▶ _Dataset entries_:
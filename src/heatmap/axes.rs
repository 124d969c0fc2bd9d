//! Heatmap axes
//!
//! Rows are underlying price levels, columns are days to expiration.
//!
//! Columns run from the contract's remaining days down to zero. Short-dated
//! contracts get one column per day; past 50 days the step widens so the grid
//! stays around 50 columns wide.
//!
//! Rows come in two modes:
//! - Default range: geometric steps around the current underlying price,
//!   skewed toward the side where the option gains (5 below / 25 above for a
//!   call, 25 below / 5 above for a put). Steps are 0.5% for horizons of 30
//!   days or less, 1% otherwise.
//! - Explicit range: 30 evenly spaced levels starting at `range_min`.
//!
//! Rows are always returned highest price first.

use serde::{Deserialize, Serialize};

use crate::core::{HeatmapError, HeatmapResult, OptionType};

/// Number of price levels in either row mode
pub const ROW_COUNT: usize = 30;

/// Horizons shorter than this get a column for every day
const DAILY_COLUMN_LIMIT: i64 = 51;

/// Target column count for long horizons
const COLUMN_TARGET: f64 = 50.0;

/// Horizons up to this many days use the fine price step
const SHORT_HORIZON_DAYS: i64 = 30;

/// One cent per row
const MIN_EXPLICIT_WIDTH: f64 = 0.01 * ROW_COUNT as f64;

/// Steps on the side of the underlying where the option loses value
const MINOR_SIDE_STEPS: usize = 5;

/// Row and column labels for one heatmap
#[derive(Debug, Clone, PartialEq, Serialize, Deserialize)]
pub struct AxisPair {
    /// Underlying price levels, descending
    pub row_prices: Vec<f64>,
    /// Days to expiration, descending
    pub col_days: Vec<i64>,
}

/// Round half-to-even, the convention used for day counts
fn round_days(days: f64) -> i64 {
    days.round_ties_even() as i64
}

fn round_cents(value: f64) -> f64 {
    (value * 100.0).round() / 100.0
}

/// Total calendar days covered by `time_years`
pub fn total_days(time_years: f64) -> i64 {
    round_days(time_years * 365.0)
}

/// Days-to-expiration columns, descending from `total_days`
pub fn day_columns(total_days: i64) -> Vec<i64> {
    if total_days < 0 {
        return Vec::new();
    }

    let step = if total_days < DAILY_COLUMN_LIMIT {
        1
    } else {
        round_days(total_days as f64 / COLUMN_TARGET).max(1)
    };

    (0..=total_days).rev().step_by(step as usize).collect()
}

/// Default price levels around `underlying`, ascending
fn default_prices(underlying: f64, total_days: i64, option_type: OptionType) -> Vec<f64> {
    let (up, down) = if total_days <= SHORT_HORIZON_DAYS {
        (1.005_f64, 0.995_f64)
    } else {
        (1.01_f64, 0.99_f64)
    };

    let major_side = ROW_COUNT - MINOR_SIDE_STEPS;
    let (steps_below, steps_above) = match option_type {
        OptionType::Call => (MINOR_SIDE_STEPS, major_side),
        OptionType::Put => (major_side, MINOR_SIDE_STEPS),
    };

    // Levels strictly below the underlying, then the underlying and above
    let below = (1..=steps_below)
        .rev()
        .map(|i| round_cents(underlying * down.powi(i as i32)));
    let above = (0..steps_above).map(|i| round_cents(underlying * up.powi(i as i32)));

    below.chain(above).collect()
}

/// Evenly spaced levels from `range_min`, ascending
fn explicit_prices(range_min: f64, range_max: f64) -> Vec<f64> {
    let increment = (range_max - range_min) / ROW_COUNT as f64;
    (0..ROW_COUNT)
        .map(|i| round_cents(range_min + increment * i as f64))
        .collect()
}

/// Build the price rows and day columns for a contract.
///
/// `range_min == range_max == 0` selects the default range around
/// `underlying_price`; otherwise `range_max > range_min >= 0` is required.
pub fn build_axes(
    time_years: f64,
    option_type: OptionType,
    range_min: f64,
    range_max: f64,
    underlying_price: f64,
) -> HeatmapResult<AxisPair> {
    if !(time_years >= 0.0 && time_years.is_finite()) {
        return Err(HeatmapError::invalid_argument(format!(
            "time to expiry must be non-negative, got {}",
            time_years
        )));
    }

    let days = total_days(time_years);
    let col_days = day_columns(days);

    let mut row_prices = if range_min == 0.0 && range_max == 0.0 {
        if !(underlying_price > 0.0 && underlying_price.is_finite()) {
            return Err(HeatmapError::invalid_argument(format!(
                "underlying price must be positive, got {}",
                underlying_price
            )));
        }
        default_prices(underlying_price, days, option_type)
    } else if range_max > range_min
        && range_max > 0.0
        && range_min >= 0.0
        && range_max.is_finite()
    {
        // Rows are rounded to cents; narrower ranges repeat levels
        if range_max - range_min < MIN_EXPLICIT_WIDTH - 1e-9 {
            return Err(HeatmapError::invalid_argument(format!(
                "price range [{}, {}] is narrower than {:.2}",
                range_min, range_max, MIN_EXPLICIT_WIDTH
            )));
        }
        explicit_prices(range_min, range_max)
    } else {
        return Err(HeatmapError::invalid_argument(format!(
            "invalid price range [{}, {}]",
            range_min, range_max
        )));
    };

    row_prices.reverse();

    Ok(AxisPair { row_prices, col_days })
}
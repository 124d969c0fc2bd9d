//! # Option Heatmap - Black-Scholes P&L Surfaces
//!
//! Computes how the value of a single listed option would change across a
//! range of underlying prices and days to expiration, expressed as percentage
//! profit/loss against the price it last traded at.
//!
//! ## Key Components
//!
//! - **Data Fetching**: Yahoo Finance option chains and the ^IRX T-bill yield
//! - **Contract Resolver**: chain record -> pricing inputs
//! - **Black-Scholes**: European call/put pricing
//! - **Heatmap**: price/day axes and the per-cell P&L grid
//! - **Server**: JSON API consumed by the web front end
//!
//! ## Usage
//!
//! ```rust,no_run
//! use option_heatmap::prelude::*;
//!
//! let yahoo = YahooClient::default();
//! let chain = yahoo.fetch_chain("AAPL").unwrap();
//! let expiry = &chain.expirations[0];
//! let strike = chain.strikes(expiry, OptionType::Call)[0];
//!
//! let contract = resolve_today(&chain.calls, expiry, strike, OptionType::Call, &yahoo).unwrap();
//! let grid = generate(&contract, 0.0, 0.0).unwrap();
//! println!("{} price levels x {} days", grid.rows.len(), grid.cols.len());
//! ```
//!
//! ## What This Does NOT Do
//!
//! - Compute Greeks
//! - Model a volatility surface (one flat implied vol per grid)
//! - Handle American early exercise (European pricing only)
//! - Stream quotes or persist anything

pub mod config;
pub mod core;
pub mod data;
pub mod heatmap;
pub mod models;
pub mod server;

/// Prelude with commonly used types
pub mod prelude {
    // Core types
    pub use crate::core::{
        Contract, ContractRecord, ExpiryMap, HeatmapError, HeatmapResult, OptionChain, OptionType,
    };

    // Data fetching
    pub use crate::data::{
        resolve, resolve_today, sanitize, ChainSource, FixedRate, MarketData, RateSource,
        YahooClient,
    };

    // Pricing
    pub use crate::heatmap::{build_axes, generate, AxisPair, HeatmapGrid};
    pub use crate::models::price as bs_price;

    pub use crate::config::AppConfig;
}

// Re-export main types at crate root
pub use crate::core::{HeatmapError, HeatmapResult};
pub use crate::heatmap::{generate, HeatmapGrid};
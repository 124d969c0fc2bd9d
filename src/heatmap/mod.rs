//! P&L heatmap generation
//!
//! - `axes`: price rows and day-to-expiry columns
//! - `grid`: per-cell Black-Scholes revaluation and P&L normalization

pub mod axes;
pub mod grid;

pub use axes::{build_axes, AxisPair, ROW_COUNT};
pub use grid::{generate, pnl_percent, HeatmapGrid};
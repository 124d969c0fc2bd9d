//! Market data
//!
//! Handles:
//! - Yahoo Finance API for option chains and the risk-free rate (free)
//! - Resolving a chain record into pricing inputs
//! - JSON sanitation of provider data before transport

pub mod resolver;
pub mod sanitize;
pub mod source;
pub mod yahoo;

pub use resolver::*;
pub use sanitize::*;
pub use source::*;
pub use yahoo::*;
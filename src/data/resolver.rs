//! Contract resolver
//!
//! Turns a chain record picked by (expiration, strike) into the scalar inputs
//! the pricer needs, fetching the current risk-free rate on the way.

use chrono::{Local, NaiveDate};

use super::source::RateSource;
use crate::core::{Contract, ContractRecord, ExpiryMap, HeatmapError, HeatmapResult, OptionType};

/// Strikes closer than this are the same listing
pub const STRIKE_TOLERANCE: f64 = 1e-6;

const DATE_FORMAT: &str = "%Y-%m-%d";

/// Find the record listed at `strike` for `expiration_date`
pub fn find_record<'a>(
    records: &'a ExpiryMap,
    expiration_date: &str,
    strike: f64,
) -> HeatmapResult<&'a ContractRecord> {
    let listed = records.get(expiration_date).ok_or_else(|| {
        HeatmapError::not_found(format!("expiration {} not in chain", expiration_date))
    })?;

    listed
        .iter()
        .find(|r| (r.strike - strike).abs() < STRIKE_TOLERANCE)
        .ok_or_else(|| {
            HeatmapError::not_found(format!(
                "strike {} not listed for {}",
                strike, expiration_date
            ))
        })
}

/// Years from `today` to `expiration_date` (calendar days / 365)
pub fn years_to_expiry(expiration_date: &str, today: NaiveDate) -> HeatmapResult<f64> {
    let expiry = NaiveDate::parse_from_str(expiration_date, DATE_FORMAT).map_err(|e| {
        HeatmapError::invalid_argument(format!("bad expiration date '{}': {}", expiration_date, e))
    })?;

    let days = (expiry - today).num_days();
    if days < 0 {
        return Err(HeatmapError::invalid_argument(format!(
            "contract expired on {}",
            expiration_date
        )));
    }
    Ok(days as f64 / 365.0)
}

/// Resolve pricing inputs for one listed contract as of `today`
pub fn resolve<R: RateSource + ?Sized>(
    records: &ExpiryMap,
    expiration_date: &str,
    strike: f64,
    option_type: OptionType,
    today: NaiveDate,
    rates: &R,
) -> HeatmapResult<Contract> {
    let record = find_record(records, expiration_date, strike)?;
    let time_to_expiry = years_to_expiry(expiration_date, today)?;
    let implied_volatility = record.implied_volatility_fraction()?;
    let last_traded_price = record.last_price.ok_or_else(|| {
        HeatmapError::not_found(format!("{} has no last trade", record.contract_symbol))
    })?;

    let risk_free_rate = rates.risk_free_rate()?;

    tracing::debug!(
        "Resolved {} {}: T={:.4}y iv={:.4} r={:.4}",
        record.contract_symbol,
        option_type,
        time_to_expiry,
        implied_volatility,
        risk_free_rate
    );

    Ok(Contract {
        underlying_price: record.underlying_price,
        strike_price: record.strike,
        time_to_expiry,
        implied_volatility,
        risk_free_rate,
        option_type,
        last_traded_price,
    })
}

/// [`resolve`] as of the local calendar date
pub fn resolve_today<R: RateSource + ?Sized>(
    records: &ExpiryMap,
    expiration_date: &str,
    strike: f64,
    option_type: OptionType,
    rates: &R,
) -> HeatmapResult<Contract> {
    let today = Local::now().date_naive();
    resolve(records, expiration_date, strike, option_type, today, rates)
}
//! Property-based tests using proptest.
//!
//! These check pricing and grid invariants across random inputs rather than
//! fixed examples.

use option_heatmap::heatmap::ROW_COUNT;
use option_heatmap::prelude::*;
use proptest::prelude::*;

// --- Put-call parity ---

proptest! {
    /// C - P = S - K e^{-rt} for any valid inputs.
    #[test]
    fn put_call_parity_holds(
        spot in 1.0_f64..1000.0,
        moneyness in 0.5_f64..1.5,
        time in 0.0_f64..3.0,
        vol in 0.01_f64..2.0,
        rate in -0.02_f64..0.15,
    ) {
        let strike = spot * moneyness;
        let call = bs_price(spot, strike, time, vol, rate, OptionType::Call).unwrap();
        let put = bs_price(spot, strike, time, vol, rate, OptionType::Put).unwrap();
        let t = if time == 0.0 { option_heatmap::models::EXPIRY_EPSILON } else { time };
        let parity = spot - strike * (-rate * t).exp();

        prop_assert!(
            (call - put - parity).abs() < 1e-8 * spot.max(1.0),
            "parity gap {} for S={} K={} t={} vol={} r={}",
            call - put - parity, spot, strike, time, vol, rate
        );
    }
}

// --- Vol monotonicity ---

proptest! {
    /// Raising vol never lowers the price of a call or a put.
    #[test]
    fn price_non_decreasing_in_vol(
        spot in 10.0_f64..500.0,
        moneyness in 0.7_f64..1.3,
        time in 0.01_f64..2.0,
        vol in 0.05_f64..1.0,
        bump in 0.001_f64..0.5,
        rate in 0.0_f64..0.1,
    ) {
        let strike = spot * moneyness;
        for option_type in [OptionType::Call, OptionType::Put] {
            let low = bs_price(spot, strike, time, vol, rate, option_type).unwrap();
            let high = bs_price(spot, strike, time, vol + bump, rate, option_type).unwrap();
            prop_assert!(high >= low - 1e-9, "{:?}: {} < {}", option_type, high, low);
        }
    }
}

// --- Grid shape ---

proptest! {
    /// Grid dimensions always match the axis labels.
    #[test]
    fn grid_matches_axes(
        spot in 5.0_f64..800.0,
        moneyness in 0.8_f64..1.2,
        days in 0_i64..900,
        vol in 0.05_f64..1.5,
        last in 0.05_f64..50.0,
        is_put in any::<bool>(),
    ) {
        let contract = Contract {
            underlying_price: spot,
            strike_price: spot * moneyness,
            time_to_expiry: days as f64 / 365.0,
            implied_volatility: vol,
            risk_free_rate: 0.04,
            option_type: if is_put { OptionType::Put } else { OptionType::Call },
            last_traded_price: last,
        };

        let grid = generate(&contract, 0.0, 0.0).unwrap();
        let (n_rows, n_cols) = grid.dim();

        prop_assert_eq!(n_rows, grid.rows.len());
        prop_assert_eq!(n_cols, grid.cols.len());
        prop_assert_eq!(n_rows, ROW_COUNT);
        prop_assert_eq!(grid.cols[0], days);
        prop_assert!(grid.cols.windows(2).all(|w| w[0] > w[1]));
        prop_assert!(n_cols <= 75);
        prop_assert!(grid.values.iter().all(|v| v.is_finite()));
    }
}

// --- Explicit range ---

proptest! {
    /// Explicit ranges give 30 descending levels starting at range_min.
    #[test]
    fn explicit_range_rows(
        lo in 0.0_f64..500.0,
        width in 30.0_f64..500.0,
    ) {
        let axes = build_axes(0.25, OptionType::Call, lo, lo + width, 100.0).unwrap();
        let rows = &axes.row_prices;

        prop_assert_eq!(rows.len(), ROW_COUNT);
        prop_assert!((rows[ROW_COUNT - 1] - lo).abs() <= 0.005 + 1e-9);
        prop_assert!(rows.windows(2).all(|w| w[0] > w[1]));
    }
}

▶ _THE PROBLEM_:
What you retype should run from the first line of the entries above through the line containing "Rows come in", exactly and in full.

▶ _EXERCISE RESULT_:
filename src/heatmap/axes.rs
repository 124d969c0fc2bd9d
//! Heatmap axes
//!
//! Rows are underlying price levels, columns are days to expiration.
//!
//! Columns run from the contract's remaining days down to zero. Short-dated
//! contracts get one column per day; past 50 days the step widens so the grid
//! stays around 50 columns wide.
//!
//! Rows come in two modes:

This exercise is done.